The testimony of the first Christians is the more valuable, as it is given by men of all ranks in society, and of all the different countries through which they were scattered. It is the testimony of men who had the deepest interest in not being deceived, of men who were not guided by any civil authority, or worldly consideration, in the religion they embraced, but solely by the force of truth and irresistible conviction. It is the testimony of those who were competent to judge of the evidence by which they were convinced—evidence presented to them in facts of which they were eyewitnesses, and in which they could not be mistaken. It is testimony transmitted to us from the most enlightened period of the Roman empire,-from a multitude of men whose integrity is acknowledged by their enemies, and from among whom individuals may be selected, in all respects as enlightened as any of their contemporaries.

CHAPTER V.

THE TESTIMONY OF THE APOSTLES AND FIRST CHRISTIANS IS NOT OPPOSED BY ANY CONTRA'DICTORY TESTIMONY.

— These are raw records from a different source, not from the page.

use serde::{Deserialize, Serialize};
use vireo_types::{
    CallableDecl, DeclOrigin, FunctionDecl, PropertyDecl, SignatureView, Substitutor, Type,
    TypeContext, TypeEnv, TypeRef,
};

use crate::equivalence::TypeEquivalence;
use crate::erasure::build_erasure_substitutor;

const TARGET: &str = "vireo.override";

/// Knobs for behavior the override rules leave open.
#[derive(Debug, Clone, Copy, Default, PartialEq, Eq, Serialize, Deserialize)]
pub struct OverrideOptions {
    /// Also require pairwise-equal type arguments when two class types share an identity.
    pub compare_type_arguments: bool,
    /// Let a one-parameter function override a receiverless `var` property as its setter.
    pub match_setters: bool,
}

/// Decides whether a candidate member overrides a base member.
///
/// Implementations are pure: the same inputs always give the same answer and nothing is cached.
pub trait OverrideChecker {
    fn options(&self) -> OverrideOptions {
        OverrideOptions::default()
    }

    fn is_equal_types(&self, candidate: &Type, base: &Type, substitutor: &Substitutor) -> bool;

    /// Returns the substitutor under which the two signatures are compared, or `None` when their
    /// type parameters cannot be reconciled.
    fn build_type_parameters_substitutor_if_compatible(
        &self,
        candidate: &SignatureView<'_>,
        base: &SignatureView<'_>,
    ) -> Option<Substitutor>;

    fn is_overridden_function(&self, candidate: &FunctionDecl, base: &FunctionDecl) -> bool;

    fn is_overridden_property(&self, candidate: &CallableDecl, base: &PropertyDecl) -> bool;

    /// Dispatches on the shape of `base`. A function base can only be overridden by a function.
    fn is_overridden(&self, candidate: &CallableDecl, base: &CallableDecl) -> bool {
        match (candidate, base) {
            (CallableDecl::Function(candidate), CallableDecl::Function(base)) => {
                self.is_overridden_function(candidate, base)
            }
            (CallableDecl::Property(_), CallableDecl::Function(_)) => false,
            (candidate, CallableDecl::Property(base)) => {
                self.is_overridden_property(candidate, base)
            }
        }
    }
}

/// Override checker for Java-declared candidates against members of a native supertype.
///
/// Candidates carry no receiver of their own: a base receiver shows up as the candidate's first
/// value parameter.
pub struct JavaOverrideChecker<'env> {
    env: &'env dyn TypeEnv,
    equivalence: TypeEquivalence<'env>,
    options: OverrideOptions,
}

impl<'env> JavaOverrideChecker<'env> {
    pub fn new(env: &'env dyn TypeEnv, ctx: &'env dyn TypeContext) -> Self {
        Self::with_options(env, ctx, OverrideOptions::default())
    }

    pub fn with_options(
        env: &'env dyn TypeEnv,
        ctx: &'env dyn TypeContext,
        options: OverrideOptions,
    ) -> Self {
        Self {
            env,
            equivalence: TypeEquivalence::new(env, ctx)
                .with_type_arguments(options.compare_type_arguments),
            options,
        }
    }

    /// Compares two type references, converting each according to its declaration's origin.
    pub fn is_equal_type_refs(
        &self,
        candidate: &TypeRef,
        candidate_origin: DeclOrigin,
        base: &TypeRef,
        base_origin: DeclOrigin,
        substitutor: &Substitutor,
    ) -> bool {
        let candidate = candidate.to_type(self.env, candidate_origin);
        let base = base.to_type(self.env, base_origin);
        self.equivalence.is_equal_types(&candidate, &base, substitutor)
    }
}

impl OverrideChecker for JavaOverrideChecker<'_> {
    fn options(&self) -> OverrideOptions {
        self.options
    }

    fn is_equal_types(&self, candidate: &Type, base: &Type, substitutor: &Substitutor) -> bool {
        self.equivalence.is_equal_types(candidate, base, substitutor)
    }

    fn build_type_parameters_substitutor_if_compatible(
        &self,
        candidate: &SignatureView<'_>,
        base: &SignatureView<'_>,
    ) -> Option<Substitutor> {
        Some(build_erasure_substitutor(self.env, candidate, base))
    }

    fn is_overridden_function(&self, candidate: &FunctionDecl, base: &FunctionDecl) -> bool {
        if candidate.is_static != base.is_static {
            tracing::trace!(target: TARGET, name = %base.name, "static/instance mismatch");
            return false;
        }

        let base_sig = base.signature();
        let base_params: Vec<&TypeRef> = base_sig.effective_params().collect();
        if candidate.params.len() != base_params.len() {
            tracing::trace!(
                target: TARGET,
                name = %base.name,
                candidate = candidate.params.len(),
                base = base_params.len(),
                "parameter count mismatch"
            );
            return false;
        }

        let Some(substitutor) =
            self.build_type_parameters_substitutor_if_compatible(&candidate.signature(), &base_sig)
        else {
            return false;
        };

        for (idx, (param, base_ty)) in candidate.params.iter().zip(base_params).enumerate() {
            if !self.is_equal_type_refs(
                &param.ty,
                candidate.origin,
                base_ty,
                base.origin,
                &substitutor,
            ) {
                tracing::trace!(
                    target: TARGET,
                    name = %base.name,
                    position = idx,
                    "parameter type mismatch"
                );
                return false;
            }
        }

        true
    }

    fn is_overridden_property(&self, candidate: &CallableDecl, base: &PropertyDecl) -> bool {
        if base.modality.is_closed() {
            tracing::trace!(target: TARGET, name = %base.name, "base property is final");
            return false;
        }

        match candidate {
            CallableDecl::Function(function) => match &base.receiver {
                None => {
                    if function.params.is_empty() {
                        return true;
                    }
                    self.options.match_setters
                        && base.is_var
                        && function.params.len() == 1
                        && self.is_equal_type_refs(
                            &function.params[0].ty,
                            function.origin,
                            &base.return_type,
                            base.origin,
                            &Substitutor::Empty,
                        )
                }
                Some(receiver) => {
                    if function.params.len() != 1 {
                        return false;
                    }
                    self.is_equal_type_refs(
                        receiver,
                        base.origin,
                        &function.params[0].ty,
                        function.origin,
                        &Substitutor::Empty,
                    )
                }
            },
            CallableDecl::Property(property) => match (&base.receiver, &property.receiver) {
                (None, None) => true,
                (None, Some(_)) | (Some(_), None) => {
                    tracing::trace!(target: TARGET, name = %base.name, "receiver presence mismatch");
                    false
                }
                (Some(base_receiver), Some(receiver)) => self.is_equal_type_refs(
                    base_receiver,
                    base.origin,
                    receiver,
                    property.origin,
                    &Substitutor::Empty,
                ),
            },
        }
    }
}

THE Christian religion is founded on facts. With these it was inseparably connected at its first appearance; and if they could be proved to be false, the whole system would fall to the ground. The advent and life of Jesus Christ, the miracles publicly performed by him while on earth, together with those wrought by his apostles after his death, are matters of fact, not only asserted, but also so indubitably believed by his first followers, that they shed their blood in attestation of the sincerity with which they were persuaded of their truth. Immediately after the death of Christ, these facts were publicly and boldly asserted by his servants in the very city where they had taken place. At length being driven from Jerusalem, they published the report of them without delay, and with great effect, through every corner of the Roman empire. Within a few years, the apostles likewise dispersed abroad a number of writings, containing a full account of these facts, and also of the means they had employed to propagate them, declaring both their own success and the opposition they had encountered. The subject was of the greatest importance, both to the

present and future interests of mankind. If the report of the apostles was true, all the other religions in the world were false, and even the Jewish economy must be set aside. The interest, therefore, which would be felt in every country to oppose and suppress this new religion, is sufficiently manifest.

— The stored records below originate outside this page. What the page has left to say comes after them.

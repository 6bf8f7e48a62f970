//! Library half of the `vireo` CLI.
//!
//! The binary (`src/main.rs`) only parses arguments and prints; loading hierarchy models and
//! running override checks over them lives here so integration tests can drive it directly.

pub mod model;
mod report;

pub use crate::model::{Model, ModelClass, ModelError};
pub use crate::report::{check_model, CheckReport, CheckSummary, MemberKind, MemberRef, OverrideMatch};
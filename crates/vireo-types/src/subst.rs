use std::collections::HashMap;

use crate::{ClassType, FlexibleType, Type, TypeParamId};

/// Immutable mapping from type parameters to replacement types.
///
/// Parameters missing from the map pass through unchanged. Class identities are never rewritten,
/// only their arguments.
#[derive(Debug, Clone, Default, PartialEq, Eq)]
pub enum Substitutor {
    /// Identity substitution. Never allocates.
    #[default]
    Empty,
    Map(HashMap<TypeParamId, Type>),
}

/// Builds a map-backed substitutor, collapsing an empty map to [`Substitutor::Empty`].
pub fn substitutor_by_map(map: HashMap<TypeParamId, Type>) -> Substitutor {
    if map.is_empty() {
        Substitutor::Empty
    } else {
        Substitutor::Map(map)
    }
}

impl Substitutor {
    pub fn is_empty(&self) -> bool {
        matches!(self, Substitutor::Empty)
    }

    pub fn get(&self, id: TypeParamId) -> Option<&Type> {
        match self {
            Substitutor::Empty => None,
            Substitutor::Map(map) => map.get(&id),
        }
    }

    /// Rewrites `ty`, returning `None` when nothing in the tree changed.
    pub fn substitute(&self, ty: &Type) -> Option<Type> {
        let Substitutor::Map(map) = self else {
            return None;
        };
        substitute_in(map, ty)
    }

    pub fn substitute_or_self(&self, ty: &Type) -> Type {
        self.substitute(ty).unwrap_or_else(|| ty.clone())
    }
}

fn substitute_in(map: &HashMap<TypeParamId, Type>, ty: &Type) -> Option<Type> {
    match ty {
        Type::TypeParam(id) => map.get(id).cloned(),
        Type::Class(class) => {
            let mut changed = false;
            let args: Vec<Type> = class
                .args
                .iter()
                .map(|arg| match substitute_in(map, arg) {
                    Some(new) => {
                        changed = true;
                        new
                    }
                    None => arg.clone(),
                })
                .collect();
            changed.then(|| {
                Type::Class(ClassType {
                    def: class.def,
                    args,
                    nullable: class.nullable,
                })
            })
        }
        Type::Flexible(flex) => {
            let lower = substitute_in(map, &flex.lower);
            let upper = substitute_in(map, &flex.upper);
            if lower.is_none() && upper.is_none() {
                return None;
            }
            Some(Type::Flexible(FlexibleType {
                lower: Box::new(lower.unwrap_or_else(|| (*flex.lower).clone())),
                upper: Box::new(upper.unwrap_or_else(|| (*flex.upper).clone())),
            }))
        }
        Type::Error => None,
    }
}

Accordingly, the most violent opposition was everywhere excited. Jews and Heathens joined hand in hand in ridiculing and defaming, in reasoning against and persecuting, in imprisoning and putting to death, those who propagated and adhered to the faith of Christianity. But one method they did not employ,they did not contradict the facts. So far from being contradicted, the facts and the miracles on which the evidence of Christianity rests were on all hands admitted, and reasoned on both by Jews and Gentiles.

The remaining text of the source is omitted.